- [Problem details] Lines in the listing below containing the string "expect" are to be identified and copied.

- [Available data]
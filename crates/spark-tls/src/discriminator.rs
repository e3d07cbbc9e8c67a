//! 协议探测：在不消费输入的前提下判断早期字节流是否为 TLS。
//!
//! # 教案级注释
//!
//! ## 意图（Why）
//! - 同一端口上 TLS 与明文协议共存时，接入层需要先“看一眼”首批字节；
//!   用真实引擎尝试解密比手写特征匹配更可靠，且判定为 TLS 后引擎的工作不必重做。
//!
//! ## 逻辑（How）
//! - 首次调用为连接创建全新的服务端引擎，并在处理 ClientHello 之前完成 ALPN 注册；
//! - 以只读方式把段的可读区间交给引擎 unwrap 一次：
//!   - 解码失败 → [`Discrimination::No`]，推测引擎与输出段立即释放；
//!   - 下溢 → [`Discrimination::Maybe`]，引擎与输出段按连接保存，下次调用继续；
//!   - 其他结果 → [`Discrimination::Yes`]，引擎、输出段与已消费字节数组成
//!     [`DiscriminationHandoff`]，由会话通过 `TlsEndpoint::accept_discriminated` 接手。
//!
//! ## 契约（What）
//! - 入参为 `&Segment`，位置与界限在任何判定下都保持不变；
//! - 会话销毁时调用 [`Discriminator::release`]，被丢弃的推测引擎单独计入
//!   [`DiscriminatorStats::engines_discarded`]。

use std::{
    fmt,
    sync::{
        Arc,
        atomic::{AtomicU64, Ordering},
    },
};

use dashmap::DashMap;
use parking_lot::Mutex;
use spark_tls_buffer::{AllocationMode, Segment, SegmentArray, SegmentPool};

use crate::{
    alpn::{AlpnCapability, AlpnRegistration},
    connection::ConnectionId,
    engine::{EngineError, EngineMode, EngineStatus, RecordEngine, TlsContextFactory},
    error::Result,
};

/// 探测结论。
#[derive(Clone, Copy, Debug, PartialEq, Eq, Hash)]
pub enum Discrimination {
    Yes,
    No,
    Maybe,
}

/// 判定为 TLS 后交给会话的推测状态。
pub struct DiscriminationHandoff {
    pub(crate) engine: Box<dyn RecordEngine>,
    pub(crate) plaintext: SegmentArray,
    pub(crate) consumed: usize,
    pub(crate) failure: Option<EngineError>,
    pub(crate) alpn: Option<AlpnRegistration>,
}

impl DiscriminationHandoff {
    /// 引擎已消费的输入字节数；会话从该偏移处继续读取首批字节。
    pub fn consumed(&self) -> usize {
        self.consumed
    }

    /// 输入是 TLS 但引擎已报告协议错误（例如不支持的版本）。
    pub fn failure(&self) -> Option<&EngineError> {
        self.failure.as_ref()
    }
}

impl fmt::Debug for DiscriminationHandoff {
    fn fmt(&self, f: &mut fmt::Formatter<'_>) -> fmt::Result {
        f.debug_struct("DiscriminationHandoff")
            .field("consumed", &self.consumed)
            .field("plaintext", &self.plaintext.readable_len())
            .field("failure", &self.failure)
            .finish()
    }
}

/// 尚未得出结论的推测状态。
struct Speculation {
    engine: Box<dyn RecordEngine>,
    output: SegmentArray,
    alpn: Option<AlpnRegistration>,
}

/// 探测统计快照。
#[derive(Clone, Copy, Debug, Default, PartialEq, Eq)]
pub struct DiscriminatorStats {
    pub engines_created: u64,
    /// 判定为非 TLS 或被会话释放而丢弃的推测引擎。
    pub engines_discarded: u64,
    pub handed_off: u64,
    /// 当前保存的 `Maybe` 快照与未领取的交接。
    pub pending: usize,
}

#[derive(Default)]
struct Counters {
    created: AtomicU64,
    discarded: AtomicU64,
    handed_off: AtomicU64,
}

pub struct Discriminator {
    context: Arc<dyn TlsContextFactory>,
    pool: SegmentPool,
    alpn: Arc<AlpnCapability>,
    protocols: Option<Vec<String>>,
    // 引擎只要求 `Send`；逐条加锁让探测器可以在线程间共享。
    speculations: DashMap<ConnectionId, Mutex<Speculation>>,
    handoffs: DashMap<ConnectionId, Mutex<DiscriminationHandoff>>,
    counters: Counters,
}

impl Discriminator {
    /// `protocols` 为 `None` 时推测引擎不注册 ALPN。
    pub fn new(
        context: Arc<dyn TlsContextFactory>,
        pool: SegmentPool,
        alpn: Arc<AlpnCapability>,
        protocols: Option<Vec<String>>,
    ) -> Self {
        Self {
            context,
            pool,
            alpn,
            protocols,
            speculations: DashMap::new(),
            handoffs: DashMap::new(),
            counters: Counters::default(),
        }
    }

    /// 判断 `segment` 的可读区间是否为 TLS。
    pub fn discriminate(&self, key: ConnectionId, segment: &Segment) -> Result<Discrimination> {
        if self.handoffs.contains_key(&key) {
            return Ok(Discrimination::Yes);
        }
        let bytes = segment.readable();
        if bytes.is_empty() {
            return Ok(Discrimination::Maybe);
        }

        let mut speculation = match self.speculations.remove(&key) {
            Some((_, saved)) => saved.into_inner(),
            None => self.speculate(key)?,
        };
        if speculation.output.tail_spare() == 0 {
            let size = speculation.engine.application_buffer_size();
            speculation
                .output
                .push_full_size(&self.pool, size, AllocationMode::Transient);
        }
        let outcome = match speculation.output.last_mut() {
            Some(target) => speculation.engine.unwrap(bytes, target),
            None => Err(EngineError::failed()),
        };

        let verdict = match outcome {
            Err(error) if error.is_decode() => {
                tracing::debug!(connection_id = %key, reason = error.reason(), "not tls");
                self.discard(speculation);
                Discrimination::No
            }
            Ok(result) if result.status == EngineStatus::BufferUnderflow => {
                self.speculations.insert(key, Mutex::new(speculation));
                Discrimination::Maybe
            }
            Ok(result) => {
                self.hand_off(key, speculation, result.consumed, None);
                Discrimination::Yes
            }
            Err(error) => {
                self.hand_off(key, speculation, 0, Some(error));
                Discrimination::Yes
            }
        };
        tracing::trace!(connection_id = %key, bytes = bytes.len(), ?verdict, "discrimination");
        Ok(verdict)
    }

    /// 领取 `Yes` 判定留下的交接状态。
    pub fn take_handoff(&self, key: ConnectionId) -> Option<DiscriminationHandoff> {
        self.handoffs
            .remove(&key)
            .map(|(_, handoff)| handoff.into_inner())
    }

    /// 会话销毁：丢弃该连接的推测引擎与输出段；返回是否确有状态被释放。
    pub fn release(&self, key: ConnectionId) -> bool {
        let mut released = false;
        if let Some((_, speculation)) = self.speculations.remove(&key) {
            self.discard(speculation.into_inner());
            released = true;
        }
        if let Some((_, handoff)) = self.handoffs.remove(&key) {
            let mut handoff = handoff.into_inner();
            handoff.plaintext.release_all(&self.pool);
            if let Some(mut registration) = handoff.alpn.take() {
                registration.release();
            }
            self.counters.discarded.fetch_add(1, Ordering::Relaxed);
            released = true;
        }
        released
    }

    pub fn stats(&self) -> DiscriminatorStats {
        DiscriminatorStats {
            engines_created: self.counters.created.load(Ordering::Relaxed),
            engines_discarded: self.counters.discarded.load(Ordering::Relaxed),
            handed_off: self.counters.handed_off.load(Ordering::Relaxed),
            pending: self.speculations.len() + self.handoffs.len(),
        }
    }

    fn speculate(&self, key: ConnectionId) -> Result<Speculation> {
        let mut engine = self.context.create_engine(EngineMode::Server, None)?;
        let alpn = match &self.protocols {
            Some(protocols) => self.alpn.register(key, engine.as_mut(), protocols)?,
            None => None,
        };
        self.counters.created.fetch_add(1, Ordering::Relaxed);
        Ok(Speculation {
            engine,
            output: SegmentArray::new(),
            alpn,
        })
    }

    fn discard(&self, mut speculation: Speculation) {
        speculation.output.release_all(&self.pool);
        if let Some(mut registration) = speculation.alpn.take() {
            registration.release();
        }
        self.counters.discarded.fetch_add(1, Ordering::Relaxed);
    }

    fn hand_off(
        &self,
        key: ConnectionId,
        mut speculation: Speculation,
        consumed: usize,
        failure: Option<EngineError>,
    ) {
        speculation.output.release_drained(&self.pool);
        self.counters.handed_off.fetch_add(1, Ordering::Relaxed);
        self.handoffs.insert(
            key,
            Mutex::new(DiscriminationHandoff {
                engine: speculation.engine,
                plaintext: speculation.output,
                consumed,
                failure,
                alpn: speculation.alpn,
            }),
        );
    }
}

impl fmt::Debug for Discriminator {
    fn fmt(&self, f: &mut fmt::Formatter<'_>) -> fmt::Result {
        f.debug_struct("Discriminator")
            .field("stats", &self.stats())
            .finish()
    }
}

#[cfg(test)]
mod tests {
    use super::*;
    use crate::{
        alpn::{H2, HTTP_1_1},
        engine::{RustlsContext, RustlsEngine, record},
        test_support,
    };

    fn discriminator(pool: &SegmentPool) -> Discriminator {
        let context = RustlsContext::server(test_support::server_config(&[])).expect("服务端配置");
        Discriminator::new(
            Arc::new(context),
            pool.clone(),
            AlpnCapability::global(),
            Some(vec![H2.to_owned(), HTTP_1_1.to_owned()]),
        )
    }

    fn client_hello() -> Vec<u8> {
        let mut client =
            RustlsEngine::client(test_support::client_config(), "localhost").expect("合法的 SNI");
        let mut out = Segment::detached(record::PACKET_BUFFER_SIZE);
        client.wrap(&[], &mut out).expect("ClientHello 应能生成");
        out.to_vec()
    }

    #[test]
    fn empty_input_is_maybe_and_untouched() {
        let pool = SegmentPool::new();
        let discriminator = discriminator(&pool);
        let segment = Segment::detached(16);
        let key = ConnectionId::next();
        assert_eq!(
            discriminator.discriminate(key, &segment).expect("探测"),
            Discrimination::Maybe
        );
        assert_eq!((segment.position(), segment.limit()), (0, 0));
    }

    #[test]
    fn partial_hello_is_maybe_then_yes_with_handoff() {
        let pool = SegmentPool::new();
        let discriminator = discriminator(&pool);
        let hello = client_hello();
        let key = ConnectionId::next();

        let partial = Segment::from_slice(&hello[..7]);
        assert_eq!(
            discriminator.discriminate(key, &partial).expect("探测"),
            Discrimination::Maybe
        );
        assert_eq!((partial.position(), partial.limit()), (0, 7));
        assert_eq!(discriminator.stats().pending, 1);

        let full = Segment::from_slice(&hello);
        assert_eq!(
            discriminator.discriminate(key, &full).expect("探测"),
            Discrimination::Yes
        );
        assert_eq!(full.readable_len(), hello.len());
        let stats = discriminator.stats();
        assert_eq!(stats.engines_created, 1, "Maybe 之后应沿用同一引擎");
        assert_eq!(stats.handed_off, 1);

        let handoff = discriminator.take_handoff(key).expect("交接状态");
        assert_eq!(handoff.consumed(), hello.len());
        assert!(handoff.failure().is_none());
        assert_eq!(discriminator.stats().pending, 0);
    }

    #[test]
    fn plaintext_is_no_and_engine_is_released() {
        let pool = SegmentPool::new();
        let discriminator = discriminator(&pool);
        let request = Segment::from_slice(b"GET / HTTP/1.1\r\n\r\n");
        let key = ConnectionId::next();
        assert_eq!(
            discriminator.discriminate(key, &request).expect("探测"),
            Discrimination::No
        );
        assert_eq!(request.readable(), b"GET / HTTP/1.1\r\n\r\n");
        let stats = discriminator.stats();
        assert_eq!(stats.engines_discarded, 1);
        assert_eq!(stats.pending, 0);
        assert_eq!(pool.statistics().active_leases, 0);
    }

    #[test]
    fn release_discards_a_pending_snapshot() {
        let pool = SegmentPool::new();
        let discriminator = discriminator(&pool);
        let hello = client_hello();
        let key = ConnectionId::next();
        discriminator
            .discriminate(key, &Segment::from_slice(&hello[..3]))
            .expect("探测");
        assert!(discriminator.release(key));
        assert!(!discriminator.release(key));
        assert_eq!(discriminator.stats().engines_discarded, 1);
        assert_eq!(pool.statistics().active_leases, 0);
    }
}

- [Answer area]
        let context = RustlsContext::server(test_support::server_config(&[])).expect("服务端配置");
            RustlsEngine::client(test_support::client_config(), "localhost").expect("合法的 SNI");
        client.wrap(&[], &mut out).expect("ClientHello 应能生成");
            discriminator.discriminate(key, &segment).expect("探测"),
            discriminator.discriminate(key, &partial).expect("探测"),
            discriminator.discriminate(key, &full).expect("探测"),
        let handoff = discriminator.take_handoff(key).expect("交接状态");
            discriminator.discriminate(key, &request).expect("探测"),
            .expect("探测");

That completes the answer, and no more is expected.